Is Social Media ROI a Myth?!

I follow Simon Salt on Twitter, and I just finished reading his blog “Why There is No Social Media ROI“. Simon’s blog started out by challenging: “There are a lot of people who will tell you, in great detail if you let them, about Social Media ROI. These people do not know what they are talking about.” Would you say you agree with this?

Simon’s stance is that “Likes” & “Follows” do not equate to cash, thus you cannot calculate an ROI. I agree that “Likes” and “Follows” alone hold no cash value, but using Google Analytics you CAN drill down to a measurable Social Media ROI figure.

Simon suggests that if you have someone on staff talking about ROI for Social Media, that you should fire them immediately. I think you should only fire your Social Media Consultant if they call themselves an “expert” or a “guru”. Lord knows I’ve gone on that rant a few times already.

Measuring Social Media ROI

Looking at the above image, we’ve got a break down from Google Analytics that shows where our site traffic comes from. 31.73% of the traffic was generated by Search Engine visits, not necessarily because of SEO, but we then break down all search visits by “Branded Searches” and “Non-Branded Searches”.

We wouldn’t attribute someone searching for you by name as a visit we can attribute to SEO, that said, generic non-branded searches we would claim and use those numbers to calculate how much income SEO had generated.

The same breakdown can be done to track Social Media ROI. You can see that facebook.com brought in 33 visitors, or 5.29% of the example sites traffic. We can follow the activities of these users, and identify how many of these Social Media referrals converted into a customer.

Looking at the math, lets say we had 100 visitors from Social Media sources, and 4 of these visitors actually bought something. This gives us a 4% social media conversion rate.

Measuring Social Media ROI

Let’s say the average sale was $50, from four sales. Knowing that our conversion rate is 4%, we know that it takes 25 visitors from a Social Media source to generate one sale. Since the average value of the sale was $50, and we know it takes 25 visitors to make that $50, we can then value each individual social media referral at $2 each.

If the conversion rate changed over time, your numbers would change as well. You want as much traffic as you can get, but if Social Media brought in a thousand visitors, and still only 4 sales, we’d then have a .4% conversion rate. So we now need 250 visitors to make that one sale, and the value of a visitor is now only twenty cents. That said, if you can bring in visitors that are worth twenty cents each, and it only cost you a nickel each to do it, that’s a 400% return on those invested funds.

These numbers are averaged, but so are the numbers for TV, Radio or any other kind of advertising. You don’t get a pass just because right now “social media is cool”.

Ultimately, Social Media ROI would not be determined by how many “likes” you have on Facebook, or how many “followers” you have on Twitter. Social Media ROI would be tracked based on actual sales generated, actual leads, actual qualified people who were turned on to your service.

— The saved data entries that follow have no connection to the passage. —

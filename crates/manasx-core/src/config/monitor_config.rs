//! Continuous monitor configuration.

use serde::{Deserialize, Serialize};

use crate::constants::{
    DEFAULT_CLASSIFIER_TIMEOUT_MS, DEFAULT_DEBOUNCE_MS, DEFAULT_POLL_INTERVAL_MS,
    DEFAULT_RECENT_ENTRIES,
};

/// Configuration for the continuous monitor.
#[derive(Debug, Clone, Serialize, Deserialize, Default)]
#[serde(default)]
pub struct MonitorConfig {
    /// Quiet period after the last change before a file is analyzed. Default: 1000ms.
    pub debounce_ms: Option<u64>,
    /// Polling interval of the file watcher. Default: 500ms.
    pub poll_interval_ms: Option<u64>,
    /// Run the AI-provenance classifier on each change. Default: false.
    pub ai_detection: Option<bool>,
    /// Run the drift detector when a profile is loaded. Default: true.
    pub drift_detection: Option<bool>,
    /// Run the rule engine when a rule configuration is loaded. Default: true.
    pub rule_checking: Option<bool>,
    /// Timeout for a single classifier call. Default: 30000ms.
    pub classifier_timeout_ms: Option<u64>,
    /// Number of recent analyzed files in the organizational context. Default: 10.
    pub recent_entries: Option<usize>,
}

impl MonitorConfig {
    pub fn effective_debounce_ms(&self) -> u64 {
        self.debounce_ms.unwrap_or(DEFAULT_DEBOUNCE_MS)
    }

    pub fn effective_poll_interval_ms(&self) -> u64 {
        self.poll_interval_ms.unwrap_or(DEFAULT_POLL_INTERVAL_MS)
    }

    pub fn effective_ai_detection(&self) -> bool {
        self.ai_detection.unwrap_or(false)
    }

    pub fn effective_drift_detection(&self) -> bool {
        self.drift_detection.unwrap_or(true)
    }

    pub fn effective_rule_checking(&self) -> bool {
        self.rule_checking.unwrap_or(true)
    }

    pub fn effective_classifier_timeout_ms(&self) -> u64 {
        self.classifier_timeout_ms
            .unwrap_or(DEFAULT_CLASSIFIER_TIMEOUT_MS)
    }

    pub fn effective_recent_entries(&self) -> usize {
        self.recent_entries.unwrap_or(DEFAULT_RECENT_ENTRIES)
    }
}
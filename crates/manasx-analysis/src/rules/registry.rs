//! Evaluator registry keyed by rule id.

use manasx_core::errors::RuleError;
use manasx_core::types::Violation;
use rustc_hash::FxHashMap;

use super::evaluators;
use super::types::{RuleContext, RuleEvaluator};

/// Maps `category/ruleId` to its evaluator. Configured rules without an
/// evaluator are skipped with a debug log.
pub struct RuleRegistry {
    evaluators: FxHashMap<&'static str, Box<dyn RuleEvaluator>>,
}

impl RuleRegistry {
    pub fn empty() -> Self {
        Self {
            evaluators: FxHashMap::default(),
        }
    }

    pub fn with_builtins() -> Self {
        let mut registry = Self::empty();
        for evaluator in evaluators::builtins() {
            registry.register(evaluator);
        }
        registry
    }

    /// Register an evaluator, replacing any with the same id.
    pub fn register(&mut self, evaluator: Box<dyn RuleEvaluator>) {
        self.evaluators.insert(evaluator.rule_id(), evaluator);
    }

    pub fn contains(&self, rule_id: &str) -> bool {
        self.evaluators.contains_key(rule_id)
    }

    pub fn len(&self) -> usize {
        self.evaluators.len()
    }

    pub fn is_empty(&self) -> bool {
        self.evaluators.is_empty()
    }

    /// Run the evaluator for `ctx.rule`. `Ok(None)` when none is registered.
    /// A panicking evaluator is reported as `EvaluatorPanic`.
    pub fn evaluate(&self, ctx: &RuleContext<'_>) -> Result<Option<Vec<Violation>>, RuleError> {
        let Some(evaluator) = self.evaluators.get(ctx.rule.id.as_str()) else {
            return Ok(None);
        };
        match std::panic::catch_unwind(std::panic::AssertUnwindSafe(|| evaluator.evaluate(ctx))) {
            Ok(result) => result.map(Some),
            Err(payload) => Err(RuleError::EvaluatorPanic {
                rule_id: ctx.rule.id.clone(),
                message: panic_message(payload.as_ref()),
            }),
        }
    }
}

impl Default for RuleRegistry {
    fn default() -> Self {
        Self::with_builtins()
    }
}

impl std::fmt::Debug for RuleRegistry {
    fn fmt(&self, f: &mut std::fmt::Formatter<'_>) -> std::fmt::Result {
        let mut ids: Vec<&&str> = self.evaluators.keys().collect();
        ids.sort();
        f.debug_struct("RuleRegistry").field("evaluators", &ids).finish()
    }
}

fn panic_message(payload: &(dyn std::any::Any + Send)) -> String {
    if let Some(s) = payload.downcast_ref::<&str>() {
        (*s).to_string()
    } else if let Some(s) = payload.downcast_ref::<String>() {
        s.clone()
    } else {
        "unknown panic".to_string()
    }
}
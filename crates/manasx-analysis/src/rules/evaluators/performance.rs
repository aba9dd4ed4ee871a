use manasx_core::errors::RuleError;
use manasx_core::types::Violation;

use super::{code_hits, rule_pattern};
use crate::rules::types::{RuleContext, RuleEvaluator};

rule_pattern!(
    RE_SYNC_FS,
    r"\b(readFileSync|writeFileSync|appendFileSync|readdirSync|statSync|lstatSync|existsSync|mkdirSync|rmSync|rmdirSync|unlinkSync|copyFileSync|renameSync|accessSync|openSync)\s*\("
);

/// `performance/no-sync-fs`
pub struct NoSyncFs;

impl RuleEvaluator for NoSyncFs {
    fn rule_id(&self) -> &'static str {
        "performance/no-sync-fs"
    }

    fn evaluate(&self, ctx: &RuleContext<'_>) -> Result<Vec<Violation>, RuleError> {
        Ok(code_hits(&RE_SYNC_FS, ctx.content)
            .into_iter()
            .map(|hit| {
                let call = hit.text.trim_end_matches(['(', ' ', '\t']);
                let async_name = call.trim_end_matches("Sync");
                ctx.rule
                    .violation(ctx.file, hit.line, format!("{call}() blocks the event loop"))
                    .with_column(hit.column)
                    .with_suggestion(format!("Use fs.promises.{async_name}()"))
            })
            .collect())
    }
}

If it applied, you could also measure searches for a company’s name, and if the growth spiked, attribute some % of the difference to the traffic generated by Social Media, but making compelling social friendly content, and including calls to action within to pull folks to what you want them to actually buy, you’ll be able to see a clear referral count directly from Social Media sites, and those figures are impossible to argue with.

The mistake that Social Media folks make is by counting it as some amazing free standing concept. Social Media is part Marketing, part Advertising, and part PR, but it’s not some free flowing piece that shouldn’t still be bound by the same rules as everything else. What it comes down to is that Social Media “experts” are desperate to show value in their work, and the easiest needle to move is that “follower” count, that “like” count, both figures of course, being very easy to inflate artificially.

They can deliver a report that shows big %’s of “growth” because what they’re measuring cannot be quantified What CAN be quantified is legitimate sales. When someone buys your product or subscribes to your service and they were referred to your site by a link or a piece of content on a Social Media site, then THAT is what you track to measure ROI.

In the end, Simon and I seem to very much agree on the problem. He said, “Unfortunately in a lot of organizations social media sits somewhere between PR and Marketing and is therefore allowed to get away with “well its hard to tell” in terms of bottom line impact.”

That’s the issue. I compare SEO and Social Media to the fable of The Emperor’s New Clothes. Everyone is so afraid to say that the Emperor is naked because they’re afraid it’ll reveal them as having poor moral character. At the end of the day however, integrity is defined by doing the right thing, even when it isn’t popular. The Social Media Emperor is indeed quite naked.

The popular thing right now is to go “Ooooo Social Media!” and I know millions if not more is being spent daily on Social Media campaigns that only deliver on the intangible and fail to return in actual profits. There is always secondary branding value, customer retention numbers, sure, but at the end of the day if the effort isn’t resulting in sales, the reason you can’t track the ROI is not because Social Media is intangible, it’s because no return was made to measure.

Sometimes the ROI is just zero, and that’s what scares these folks into preaching the importance of numbers that cannot be used to out them as a fraud.

Or maybe I’m full of it? You tell me. Post your thoughts here in the comments!